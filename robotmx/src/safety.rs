//! Safety gateway port and its HTTP client.
//!
//! The safety service owns the equipment around the goniometer. Before the
//! arm moves through that space the orchestrator asks it to move everything
//! out of the way, and afterwards to put everything back.

use std::sync::Arc;
use std::time::Duration;

use async_trait::async_trait;
use serde::Deserialize;

pub type SharedSafetyGateway = Arc<dyn SafetyGateway>;

#[derive(Debug, thiserror::Error, Clone, PartialEq, Eq)]
pub enum SafetyError {
    /// The service answered and reported an error
    #[error("{0}")]
    Failed(String),
    /// The service could not be reached
    #[error("safety request failed: {0}")]
    Request(String),
    /// The service answered with something other than an error list
    #[error("invalid safety response: {0}")]
    InvalidResponse(String),
}

#[async_trait]
pub trait SafetyGateway: Send + Sync {
    async fn move_to_safe_position(&self) -> Result<(), SafetyError>;

    async fn return_positions(&self) -> Result<(), SafetyError>;
}

#[derive(Debug, Deserialize)]
struct SafetyResponse {
    errors: Vec<SafetyResponseError>,
}

#[derive(Debug, Deserialize)]
struct SafetyResponseError {
    #[serde(default)]
    code: Option<String>,
    #[serde(default)]
    message: Option<String>,
}

impl SafetyResponse {
    fn into_result(self) -> Result<(), SafetyError> {
        match self.errors.into_iter().next() {
            None => Ok(()),
            Some(first) => Err(SafetyError::Failed(
                first
                    .message
                    .or(first.code)
                    .unwrap_or_else(|| "unknown error".to_string()),
            )),
        }
    }
}

/// Talks to the safety service over `PUT {base}/makesafe` and `PUT {base}/return`.
#[derive(Debug, Clone)]
pub struct HttpSafetyGateway {
    http: reqwest::Client,
    base_url: String,
}

impl HttpSafetyGateway {
    pub fn new(base_url: impl Into<String>, timeout: Duration) -> Result<Self, SafetyError> {
        let http = reqwest::Client::builder()
            .timeout(timeout)
            .build()
            .map_err(|e| SafetyError::Request(e.to_string()))?;
        Ok(Self {
            http,
            base_url: base_url.into().trim_end_matches('/').to_string(),
        })
    }

    pub fn base_url(&self) -> &str {
        &self.base_url
    }

    async fn put(&self, path: &str) -> Result<(), SafetyError> {
        let url = format!("{}/{}", self.base_url, path);
        tracing::debug!(url = %url, "Calling safety service");

        let response = self
            .http
            .put(&url)
            .send()
            .await
            .map_err(|e| SafetyError::Request(e.to_string()))?;
        let status = response.status();
        let body = response
            .text()
            .await
            .map_err(|e| SafetyError::Request(e.to_string()))?;

        // The error list is authoritative whatever the status code says.
        match serde_json::from_str::<SafetyResponse>(&body) {
            Ok(parsed) => parsed.into_result(),
            Err(_) if !status.is_success() => Err(SafetyError::Request(format!(
                "status {}: {}",
                status, body
            ))),
            Err(e) => Err(SafetyError::InvalidResponse(e.to_string())),
        }
    }
}

#[async_trait]
impl SafetyGateway for HttpSafetyGateway {
    async fn move_to_safe_position(&self) -> Result<(), SafetyError> {
        self.put("makesafe").await
    }

    async fn return_positions(&self) -> Result<(), SafetyError> {
        self.put("return").await
    }
}

/// Gateway for stations without a safety service. Every call succeeds.
#[derive(Debug, Default, Clone, Copy)]
pub struct NoopSafetyGateway;

#[async_trait]
impl SafetyGateway for NoopSafetyGateway {
    async fn move_to_safe_position(&self) -> Result<(), SafetyError> {
        Ok(())
    }

    async fn return_positions(&self) -> Result<(), SafetyError> {
        Ok(())
    }
}
//! HTTP API routes for the robot server
//!
//! Operations are submitted over HTTP and answered with their handle; their
//! lifecycle and every value change stream out over `/ws/updates`.

use axum::extract::State;
use axum::http::StatusCode;
use axum::response::IntoResponse;
use axum::routing::{get, post};
use axum::{Json, Router};
use ractor::ActorRef;
use serde_json::json;

pub mod operations;
pub mod websocket;

use crate::actors::RobotServerMsg;
use crate::reporter::BroadcastReporter;

#[derive(Clone)]
pub struct ApiState {
    pub server: ActorRef<RobotServerMsg>,
    pub updates: BroadcastReporter,
}

/// Configure all API routes
pub fn router() -> Router<ApiState> {
    Router::new()
        .route("/health", get(health_check))
        .route("/state", get(operations::get_state))
        .route("/operations", post(operations::submit_operation))
        .route("/ws/updates", get(websocket::updates_websocket))
}

pub async fn health_check(State(_state): State<ApiState>) -> impl IntoResponse {
    (
        StatusCode::OK,
        Json(json!({
            "status": "healthy",
            "service": "robotmx",
            "version": env!("CARGO_PKG_VERSION"),
        })),
    )
}
//! WebSocket handler for the live update stream.
//!
//! Every `ServerUpdate` published after the client connects goes out as one
//! JSON text frame.

use axum::extract::ws::{Message, WebSocket, WebSocketUpgrade};
use axum::extract::State;
use axum::response::IntoResponse;
use futures_util::{SinkExt, StreamExt};
use serde_json::json;
use shared_types::ServerUpdate;
use tokio::sync::{broadcast, mpsc};

use crate::api::ApiState;

pub async fn updates_websocket(
    ws: WebSocketUpgrade,
    State(state): State<ApiState>,
) -> impl IntoResponse {
    let updates = state.updates.subscribe();
    ws.on_upgrade(move |socket| handle_updates_socket(socket, updates))
}

async fn handle_updates_socket(socket: WebSocket, mut updates: broadcast::Receiver<ServerUpdate>) {
    let (mut sender, mut receiver) = socket.split();
    let (tx, mut rx) = mpsc::unbounded_channel::<Message>();
    let writer = tokio::spawn(async move {
        while let Some(msg) = rx.recv().await {
            if sender.send(msg).await.is_err() {
                break;
            }
        }
    });

    let _ = tx.send(Message::Text(json!({"type": "connected"}).to_string().into()));

    loop {
        tokio::select! {
            maybe_msg = receiver.next() => {
                match maybe_msg {
                    Some(Ok(Message::Text(text))) => {
                        let parsed: serde_json::Value = serde_json::from_str(&text).unwrap_or_else(|_| json!({}));
                        if parsed.get("type").and_then(|v| v.as_str()) == Some("ping") {
                            let _ = tx.send(Message::Text(json!({"type": "pong"}).to_string().into()));
                        }
                    }
                    Some(Ok(Message::Ping(data))) => {
                        let _ = tx.send(Message::Pong(data));
                    }
                    Some(Ok(Message::Close(_))) | None => break,
                    Some(Ok(_)) => {}
                    Some(Err(e)) => {
                        tracing::warn!(error = %e, "updates websocket receive error");
                        break;
                    }
                }
            }
            update = updates.recv() => {
                match update {
                    Ok(update) => match serde_json::to_string(&update) {
                        Ok(text) => {
                            if tx.send(Message::Text(text.into())).is_err() {
                                break;
                            }
                        }
                        Err(e) => tracing::warn!(error = %e, "failed to encode update"),
                    },
                    Err(broadcast::error::RecvError::Lagged(skipped)) => {
                        tracing::warn!(skipped, "updates websocket lagging, updates dropped");
                        let _ = tx.send(Message::Text(
                            json!({"type": "lagged", "skipped": skipped}).to_string().into(),
                        ));
                    }
                    Err(broadcast::error::RecvError::Closed) => break,
                }
            }
        }
    }

    writer.abort();
}
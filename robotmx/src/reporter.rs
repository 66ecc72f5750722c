//! Fan-out of operation lifecycle and value updates to subscribers.

use std::sync::Arc;

use shared_types::{OperationUpdate, ServerUpdate};
use tokio::sync::broadcast;

pub type SharedOperationReporter = Arc<dyn OperationReporter>;

/// Receives everything the server publishes.
pub trait OperationReporter: Send + Sync {
    fn operation_update(&self, update: OperationUpdate);

    /// Changed server attributes, keyed by attribute name.
    fn values_update(&self, values: serde_json::Map<String, serde_json::Value>);
}

/// Publishes onto a tokio broadcast channel read by the WebSocket handlers.
#[derive(Debug, Clone)]
pub struct BroadcastReporter {
    tx: broadcast::Sender<ServerUpdate>,
}

impl BroadcastReporter {
    pub fn new(capacity: usize) -> Self {
        let (tx, _rx) = broadcast::channel(capacity.max(1));
        Self { tx }
    }

    pub fn subscribe(&self) -> broadcast::Receiver<ServerUpdate> {
        self.tx.subscribe()
    }

    fn publish(&self, update: ServerUpdate) {
        // No subscribers is fine: updates are fire-and-forget.
        if self.tx.send(update).is_err() {
            tracing::trace!("No update subscribers");
        }
    }
}

impl OperationReporter for BroadcastReporter {
    fn operation_update(&self, update: OperationUpdate) {
        tracing::debug!(
            handle = %update.handle,
            stage = ?update.stage,
            error = update.error.as_deref().unwrap_or(""),
            "Operation update"
        );
        self.publish(ServerUpdate::Operation(update));
    }

    fn values_update(&self, values: serde_json::Map<String, serde_json::Value>) {
        self.publish(ServerUpdate::Values { values });
    }
}
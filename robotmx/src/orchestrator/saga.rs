//! Two-phase make-safe saga shared by the mount-family operations.
//!
//! ```text
//! engage guard -> entry { R: prepare + return placer/prefetch | S: make safe }
//!              -> action
//!              -> exit  { R': return placer/prefetch + standby | S': return positions }
//!              -> release guard
//! ```
//!
//! Each phase joins exactly two futures and inspects both results before
//! branching. The guard is released whatever happens inside, including when
//! the saga future is dropped before it completes.

use std::future::Future;

use shared_types::{OperationHandle, Port};

use super::guard::MotionGuard;
use super::{MountOrchestrator, OrchestratorError};
use crate::hardware::{RobotError, RobotResult};

/// What the robot does around the action.
#[derive(Debug, Clone, Copy, PartialEq, Eq)]
pub(super) struct SagaPlan {
    /// Port to prefetch while the safety service clears the path
    pub entry_prefetch: Option<Port>,
    /// Port to prefetch while the safety service restores positions
    pub exit_prefetch: Option<Port>,
    pub standby_on_exit: bool,
}

impl SagaPlan {
    pub(super) fn new(entry_prefetch: Option<Port>, exit_prefetch: Option<Port>) -> Self {
        Self {
            entry_prefetch,
            exit_prefetch,
            standby_on_exit: true,
        }
    }

    pub(super) fn without_standby(mut self) -> Self {
        self.standby_on_exit = false;
        self
    }
}

impl MountOrchestrator {
    pub(super) async fn run_saga<A>(
        &self,
        handle: OperationHandle,
        operation: &'static str,
        plan: SagaPlan,
        action: A,
    ) -> Result<Option<String>, OrchestratorError>
    where
        A: Future<Output = RobotResult>,
    {
        self.with_motion_guard(
            handle,
            operation,
            self.saga_body(handle, operation, plan, action),
        )
        .await
    }

    async fn saga_body<A>(
        &self,
        handle: OperationHandle,
        operation: &'static str,
        plan: SagaPlan,
        action: A,
    ) -> Result<Option<String>, OrchestratorError>
    where
        A: Future<Output = RobotResult>,
    {
        self.entry_phase(handle, operation, plan.entry_prefetch.as_ref())
            .await?;
        tracing::info!(handle = %handle, operation, "Path clear, running action");

        let action_result = action.await;
        if let Err(e) = &action_result {
            tracing::warn!(handle = %handle, operation, error = %e, "Action failed, still undoing");
        }
        self.exit_phase(handle, operation, &plan, action_result).await
    }

    async fn entry_phase(
        &self,
        handle: OperationHandle,
        operation: &'static str,
        prefetch: Option<&Port>,
    ) -> Result<(), OrchestratorError> {
        tracing::info!(handle = %handle, operation, "Entry phase started");
        let robot_task = async {
            self.robot.prepare_for_mount().await?;
            self.robot.return_placer_and_prefetch(prefetch).await?;
            Ok::<(), RobotError>(())
        };
        let (robot_result, safety_result) =
            tokio::join!(robot_task, self.safety.move_to_safe_position());

        // Safety failure is checked first: standby is the recovery whatever
        // the robot task did.
        match (safety_result, robot_result) {
            (Err(safety_err), robot_result) => {
                tracing::warn!(handle = %handle, operation, error = %safety_err, "Make safe failed, sending robot to standby");
                if let Err(robot_err) = robot_result {
                    tracing::warn!(handle = %handle, operation, error = %robot_err, "Robot also failed to prepare");
                    self.report_progress(handle, robot_err.to_string());
                }
                if let Err(e) = self.robot.go_to_standby().await {
                    tracing::warn!(handle = %handle, operation, error = %e, "Standby after make safe failure failed");
                }
                Err(OrchestratorError::MakeSafeFailed(safety_err))
            }
            (Ok(()), Err(robot_err)) => {
                tracing::warn!(handle = %handle, operation, error = %robot_err, "Robot failed to prepare");
                Err(OrchestratorError::Robot(robot_err))
            }
            (Ok(()), Ok(())) => Ok(()),
        }
    }

    async fn exit_phase(
        &self,
        handle: OperationHandle,
        operation: &'static str,
        plan: &SagaPlan,
        action_result: RobotResult,
    ) -> Result<Option<String>, OrchestratorError> {
        tracing::info!(handle = %handle, operation, "Exit phase started");
        let robot_task = async {
            self.robot
                .return_placer_and_prefetch(plan.exit_prefetch.as_ref())
                .await?;
            if plan.standby_on_exit {
                self.robot.go_to_standby().await?;
            }
            Ok::<(), RobotError>(())
        };
        let (robot_result, undo_result) =
            tokio::join!(robot_task, self.safety.return_positions());

        if let Err(e) = &undo_result {
            tracing::warn!(handle = %handle, operation, error = %e, "Undo make safe failed");
        }

        let robot_error = match (action_result, robot_result) {
            (Ok(message), Ok(())) => {
                return match undo_result {
                    Ok(()) => Ok(Some(message)),
                    Err(e) => Err(OrchestratorError::UndoMakeSafeFailed(e)),
                };
            }
            (Err(action_err), Err(exit_err)) => {
                tracing::warn!(handle = %handle, operation, error = %exit_err, "Exit robot task failed after action failure");
                self.report_progress(handle, exit_err.to_string());
                action_err
            }
            (Err(e), Ok(())) | (Ok(_), Err(e)) => e,
        };

        // The robot error is what the client needs to act on; the safety
        // failure still goes out as an intermediate update.
        if let Err(undo_err) = undo_result {
            self.report_progress(handle, undo_err.to_string());
        }
        Err(OrchestratorError::Robot(robot_error))
    }

    async fn with_motion_guard<F>(
        &self,
        handle: OperationHandle,
        operation: &'static str,
        body: F,
    ) -> Result<Option<String>, OrchestratorError>
    where
        F: Future<Output = Result<Option<String>, OrchestratorError>>,
    {
        let guard = MotionGuard::new(handle, operation, self.robot.clone(), &self.state);
        let result = match self.engage_motion_guard().await {
            Ok(()) => body.await,
            Err(e) => {
                tracing::error!(handle = %handle, operation, error = %e, "Failed to lock motors");
                Err(OrchestratorError::Robot(e))
            }
        };
        self.release_motion_guard(handle, operation).await;
        guard.disarm();
        result
    }

    async fn engage_motion_guard(&self) -> Result<(), RobotError> {
        self.robot.set_auto_heat_cool_allowed(false).await?;
        self.state.set_auto_heat_cool_allowed(false);
        self.robot.set_motors_locked(true).await?;
        self.state.set_motors_locked(true);
        Ok(())
    }

    async fn release_motion_guard(&self, handle: OperationHandle, operation: &'static str) {
        if let Err(e) = self.robot.set_motors_locked(false).await {
            tracing::error!(handle = %handle, operation, error = %e, "Failed to unlock motors");
        }
        self.state.set_motors_locked(false);
        if let Err(e) = self.robot.set_auto_heat_cool_allowed(true).await {
            tracing::error!(handle = %handle, operation, error = %e, "Failed to re-enable auto heat/cool");
        }
        self.state.set_auto_heat_cool_allowed(true);
    }
}
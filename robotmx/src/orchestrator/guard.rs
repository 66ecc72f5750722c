//! Drop guards for operations that never reach their normal cleanup.
//!
//! A spawned operation can be aborted, or unwind through a panicking
//! collaborator. Both guards stay armed until the normal path has done its
//! own cleanup; if they are dropped while armed they do it instead.

use shared_types::{OperationHandle, OperationUpdate};

use super::protocol::OrchestratorError;
use super::state::ServerState;
use crate::hardware::SharedHardwareRobot;
use crate::reporter::SharedOperationReporter;

/// Restores the motor lock and auto heat/cool if a saga is dropped midway.
///
/// Published state is reset immediately. The robot calls need an executor,
/// so they are spawned onto the current runtime when there is one.
pub(super) struct MotionGuard<'a> {
    handle: OperationHandle,
    operation: &'static str,
    robot: SharedHardwareRobot,
    state: &'a ServerState,
    armed: bool,
}

impl<'a> MotionGuard<'a> {
    pub(super) fn new(
        handle: OperationHandle,
        operation: &'static str,
        robot: SharedHardwareRobot,
        state: &'a ServerState,
    ) -> Self {
        Self {
            handle,
            operation,
            robot,
            state,
            armed: true,
        }
    }

    pub(super) fn disarm(mut self) {
        self.armed = false;
    }
}

impl Drop for MotionGuard<'_> {
    fn drop(&mut self) {
        if !self.armed {
            return;
        }
        let handle = self.handle;
        let operation = self.operation;
        tracing::error!(handle = %handle, operation, "Saga dropped before release, restoring motion guard");
        self.state.set_motors_locked(false);
        self.state.set_auto_heat_cool_allowed(true);

        let Ok(runtime) = tokio::runtime::Handle::try_current() else {
            tracing::error!(handle = %handle, operation, "No runtime to restore robot motor lock");
            return;
        };
        let robot = self.robot.clone();
        runtime.spawn(async move {
            if let Err(e) = robot.set_motors_locked(false).await {
                tracing::error!(handle = %handle, operation, error = %e, "Failed to unlock motors");
            }
            if let Err(e) = robot.set_auto_heat_cool_allowed(true).await {
                tracing::error!(handle = %handle, operation, error = %e, "Failed to re-enable auto heat/cool");
            }
        });
    }
}

/// Sends the terminal `end` update if an operation is dropped after `begin`.
pub(super) struct PendingEnd {
    handle: OperationHandle,
    operation: &'static str,
    reporter: SharedOperationReporter,
    armed: bool,
}

impl PendingEnd {
    pub(super) fn new(
        handle: OperationHandle,
        operation: &'static str,
        reporter: SharedOperationReporter,
    ) -> Self {
        Self {
            handle,
            operation,
            reporter,
            armed: true,
        }
    }

    /// The caller sends `end` itself from here on.
    pub(super) fn complete(mut self) {
        self.armed = false;
    }
}

impl Drop for PendingEnd {
    fn drop(&mut self) {
        if !self.armed {
            return;
        }
        let error = OrchestratorError::Aborted;
        tracing::error!(handle = %self.handle, operation = self.operation, error = %error, "Operation dropped before finishing");
        self.reporter.operation_update(OperationUpdate::end(
            self.handle,
            None,
            Some(error.to_string()),
        ));
    }
}
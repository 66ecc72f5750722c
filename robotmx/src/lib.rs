//! RobotMX - sample-exchange robot server
//!
//! Mounts and dismounts crystals with the beamline robot while a separate
//! safety service moves the surrounding equipment out of the arm's path.
//! Operations come in over HTTP, lifecycle and value updates go out over a
//! WebSocket stream.

pub mod actors;
pub mod api;
pub mod config;
pub mod hardware;
pub mod orchestrator;
pub mod reporter;
pub mod safety;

━━━━━━━━

Please show every line of the records that holds the word "RecvError".

                    Err(broadcast::error::RecvError::Lagged(skipped)) => {
                    Err(broadcast::error::RecvError::Closed) => break,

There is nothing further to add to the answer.